**WHAT IS REQUIRED:** For the entries below, print exactly the lines between the line holding "haystack.windows(2).position(|w| w == marker)" and the line holding "pub struct PipelineTick", inclusive, and nothing else.

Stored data
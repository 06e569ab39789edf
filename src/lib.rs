//! # RTSP Gateway
//!
//! A LAN-deployed service that pulls a handful of RTSP camera streams through
//! FFmpeg subprocesses, re-serves them as rate-limited MJPEG over HTTP, and
//! exposes a REST control plane plus Prometheus metrics for an operator
//! dashboard.
//!
//! ## Architecture
//!
//! - **Config Store** ([`config`]): the on-disk YAML catalogue of streams and
//!   the atomic load/save machinery around it.
//! - **GPU Backend Registry** ([`gpu`]): resolves the host's detected hardware
//!   decoder family into FFmpeg's default flags.
//! - **Frame Pipeline** ([`pipeline`]): demuxes an MJPEG byte stream from
//!   FFmpeg's stdout into discrete JPEG frames and gates them to the
//!   configured FPS.
//! - **Stream Worker** ([`worker`]): owns one FFmpeg subprocess's lifecycle —
//!   spawn, warmup, watchdog, graceful stop, and exponential-backoff restart.
//! - **Fan-out Hub** ([`hub`]): broadcasts frames to MJPEG subscribers and
//!   scores to SSE subscribers without the Worker knowing who, or how many,
//!   are listening.
//! - **Stream Registry** ([`registry`]): the in-memory source of truth for
//!   stream records and their Workers, serializing every mutation behind a
//!   single writer lock before persisting.
//! - **Metrics Surface** ([`metrics`]): the Prometheus registry and every
//!   counter/gauge/histogram the rest of the crate updates.
//! - **HTTP Control Plane** ([`http`]): the REST CRUD surface, MJPEG/SSE push
//!   endpoints, health/metrics, and the SPA fallback.
//! - **Error Taxonomy** ([`error`]): the single `AppError` type shared by
//!   every fallible boundary above.

pub mod config;
pub mod error;
pub mod gpu;
pub mod http;
pub mod hub;
pub mod metrics;
pub mod pipeline;
pub mod registry;
pub mod worker;
use axum::body::Body;
use axum::http::{Request, StatusCode};
use serde_json::json;
use tower::ServiceExt;

use crate::common::{body_json, json_request, test_app};

#[tokio::test]
async fn mjpeg_on_a_stopped_stream_is_unavailable() {
    let app = test_app();
    let create = json_request("POST", "/api/streams", json!({"name": "Front Door", "rtsp_url": "rtsp://10.0.0.5/s"}));
    let created = body_json(app.clone().oneshot(create).await.unwrap()).await;
    let id = created["id"].as_str().unwrap().to_string();

    let response = app
        .oneshot(Request::builder().uri(format!("/api/streams/{id}/mjpeg")).body(Body::empty()).unwrap())
        .await
        .unwrap();
    assert_eq!(response.status(), StatusCode::SERVICE_UNAVAILABLE);
}
//! # Frame Pipeline
//!
//! Parses the MJPEG byte stream coming out of an FFmpeg subprocess's stdout into
//! whole JPEG frames and gates emission to ≤5 FPS. Runs single-threaded,
//! inline in the Worker's stdout reader task — there is no parallelism to get wrong
//! here, just a rolling buffer and a clock.

use std::time::{Duration, Instant, SystemTime};

use bytes::{Bytes, BytesMut};
use chrono::{DateTime, Utc};

/// 5 MiB buffer cap before a stream is considered desynced and discarded.
pub const MAX_BUFFER_BYTES: usize = 5 * 1024 * 1024;

/// The emission floor: successive frames are at least this far apart.
pub const EMIT_INTERVAL: Duration = Duration::from_millis(200);

const JPEG_START: [u8; 2] = [0xFF, 0xD8];
const JPEG_END: [u8; 2] = [0xFF, 0xD9];

/// One complete decoded frame, ephemeral — it exists only between the pipeline
/// parse and the last subscriber delivery.
#[derive(Debug, Clone)]
pub struct Frame {
    pub stream_id: String,
    pub monotonic_ts: Instant,
    pub wall_ts: DateTime<Utc>,
    pub payload: Bytes,
}

/// Scans a rolling byte buffer for `FF D8 .. FF D9` pairs.
#[derive(Debug, Default)]
struct JpegFramer {
    buf: BytesMut,
}

struct FeedOutcome {
    frames: Vec<Bytes>,
    overflowed: bool,
}

impl JpegFramer {
    fn push(&mut self, chunk: &[u8]) -> FeedOutcome {
        self.buf.extend_from_slice(chunk);
        let mut frames = Vec::new();

        loop {
            let Some(start) = find_marker(&self.buf, &JPEG_START) else {
                // No start marker in the whole buffer: discard everything except a
                // possible trailing 0xFF, which could be the first half of a start
                // marker split across this exact read boundary.
                if self.buf.len() > 1 {
                    let keep_from = self.buf.len() - 1;
                    let _ = self.buf.split_to(keep_from);
                }
                break;
            };
            if start > 0 {
                // Discard bytes before the start marker (§4.C.2).
                let _ = self.buf.split_to(start);
            }
            match find_marker(&self.buf[2..], &JPEG_END) {
                Some(offset) => {
                    let end = 2 + offset + 2; // inclusive of the FF D9 marker itself
                    let frame = self.buf.split_to(end).freeze();
                    frames.push(frame);
                }
                None => break, // frame not complete yet; wait for more bytes
            }
        }

        let overflowed = self.buf.len() > MAX_BUFFER_BYTES;
        if overflowed {
            self.buf.clear();
        }

        FeedOutcome { frames, overflowed }
    }
}

fn find_marker(haystack: &[u8], marker: &[u8; 2]) -> Option<usize> {
    if haystack.len() < 2 {
        return None;
    }
    haystack.windows(2).position(|w| w == marker)
}

/// Monotonic-clock-driven 5 FPS gate.
#[derive(Debug)]
struct FpsGate {
    next_emit_at: Option<Instant>,
}

impl FpsGate {
    fn new() -> Self {
        FpsGate { next_emit_at: None }
    }

    fn should_emit(&mut self, now: Instant) -> bool {
        match self.next_emit_at {
            Some(next) if now < next => false,
            Some(next) => {
                self.next_emit_at = Some(next.max(now) + EMIT_INTERVAL);
                true
            }
            None => {
                self.next_emit_at = Some(now + EMIT_INTERVAL);
                true
            }
        }
    }
}

/// Outcome of feeding one chunk of subprocess stdout into the pipeline: the frames
/// that passed the FPS gate and are ready to publish, plus counts for the caller to
/// fold into the metrics surface.
#[derive(Debug, Default)]
pub struct PipelineTick {
    pub emitted: Vec<Frame>,
    pub dropped_by_gate: u64,
    pub buffer_overflows: u64,
}

/// Per-stream pipeline state: one instance lives inside the Worker's stdout reader
/// task for the lifetime of the subprocess.
pub struct FramePipeline {
    stream_id: String,
    framer: JpegFramer,
    gate: FpsGate,
}

impl FramePipeline {
    pub fn new(stream_id: impl Into<String>) -> Self {
        FramePipeline { stream_id: stream_id.into(), framer: JpegFramer::default(), gate: FpsGate::new() }
    }

    /// Feed a chunk of freshly-read bytes and get back whatever survived framing
    /// and the FPS gate.
    pub fn feed(&mut self, chunk: &[u8]) -> PipelineTick {
        let outcome = self.framer.push(chunk);
        let now = Instant::now();
        let mut tick = PipelineTick {
            buffer_overflows: outcome.overflowed as u64,
            ..Default::default()
        };

        for payload in outcome.frames {
            if self.gate.should_emit(now) {
                tick.emitted.push(Frame {
                    stream_id: self.stream_id.clone(),
                    monotonic_ts: now,
                    wall_ts: system_time_to_utc(SystemTime::now()),
                    payload,
                });
            } else {
                tick.dropped_by_gate += 1;
            }
        }
        tick
    }
}

fn system_time_to_utc(time: SystemTime) -> DateTime<Utc> {
    DateTime::<Utc>::from(time)
}

/// MIME multipart boundary literal used by every MJPEG response.
pub const MULTIPART_BOUNDARY: &str = "frame";

/// Frame one JPEG payload into a `multipart/x-mixed-replace` part.
pub fn encode_multipart_part(payload: &[u8]) -> Bytes {
    let header = format!(
        "\r\n--{MULTIPART_BOUNDARY}\r\nContent-Type: image/jpeg\r\nContent-Length: {}\r\n\r\n",
        payload.len()
    );
    let mut out = BytesMut::with_capacity(header.len() + payload.len());
    out.extend_from_slice(header.as_bytes());
    out.extend_from_slice(payload);
    out.freeze()
}

/// Final sentinel sent when a worker stops and the MJPEG connection ends.
pub fn encode_multipart_end() -> Bytes {
    Bytes::from(format!("\r\n--{MULTIPART_BOUNDARY}--\r\n"))
}
use axum::body::Body;
use axum::http::{Request, StatusCode};
use serde_json::json;
use tower::ServiceExt;

use crate::common::{body_json, json_request, test_app};

#[tokio::test]
async fn create_then_list_round_trips() {
    let app = test_app();

    let create = json_request(
        "POST",
        "/api/streams",
        json!({"name": "Front Door", "rtsp_url": "rtsp://10.0.0.5/s"}),
    );
    let response = app.clone().oneshot(create).await.unwrap();
    assert_eq!(response.status(), StatusCode::CREATED);
    let created = body_json(response).await;
    assert_eq!(created["name"], "Front Door");
    assert_eq!(created["status"], "stopped");

    let list = app.oneshot(Request::builder().uri("/api/streams").body(Body::empty()).unwrap()).await.unwrap();
    assert_eq!(list.status(), StatusCode::OK);
    let streams = body_json(list).await;
    assert_eq!(streams.as_array().unwrap().len(), 1);
}

#[tokio::test]
async fn duplicate_name_is_case_insensitive_rejected() {
    let app = test_app();

    let first = json_request("POST", "/api/streams", json!({"name": "Front Door", "rtsp_url": "rtsp://10.0.0.5/s"}));
    assert_eq!(app.clone().oneshot(first).await.unwrap().status(), StatusCode::CREATED);

    let second =
        json_request("POST", "/api/streams", json!({"name": "front door", "rtsp_url": "rtsp://10.0.0.6/s"}));
    let response = app.oneshot(second).await.unwrap();
    assert_eq!(response.status(), StatusCode::BAD_REQUEST);
    let body = body_json(response).await;
    assert_eq!(body["code"], "DUPLICATE_NAME");
    // The request-id middleware injects this into every error body.
    assert!(body["request_id"].is_string());
}

#[tokio::test]
async fn get_unknown_id_is_not_found() {
    let app = test_app();
    let response = app
        .oneshot(Request::builder().uri("/api/streams/does-not-exist").body(Body::empty()).unwrap())
        .await
        .unwrap();
    assert_eq!(response.status(), StatusCode::NOT_FOUND);
}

**COMPLETED EXERCISE:**
    haystack.windows(2).position(|w| w == marker)
}

/// Monotonic-clock-driven 5 FPS gate.
#[derive(Debug)]
struct FpsGate {
    next_emit_at: Option<Instant>,
}

impl FpsGate {
    fn new() -> Self {
        FpsGate { next_emit_at: None }
    }

    fn should_emit(&mut self, now: Instant) -> bool {
        match self.next_emit_at {
            Some(next) if now < next => false,
            Some(next) => {
                self.next_emit_at = Some(next.max(now) + EMIT_INTERVAL);
                true
            }
            None => {
                self.next_emit_at = Some(now + EMIT_INTERVAL);
                true
            }
        }
    }
}

/// Outcome of feeding one chunk of subprocess stdout into the pipeline: the frames
/// that passed the FPS gate and are ready to publish, plus counts for the caller to
/// fold into the metrics surface.
#[derive(Debug, Default)]
pub struct PipelineTick {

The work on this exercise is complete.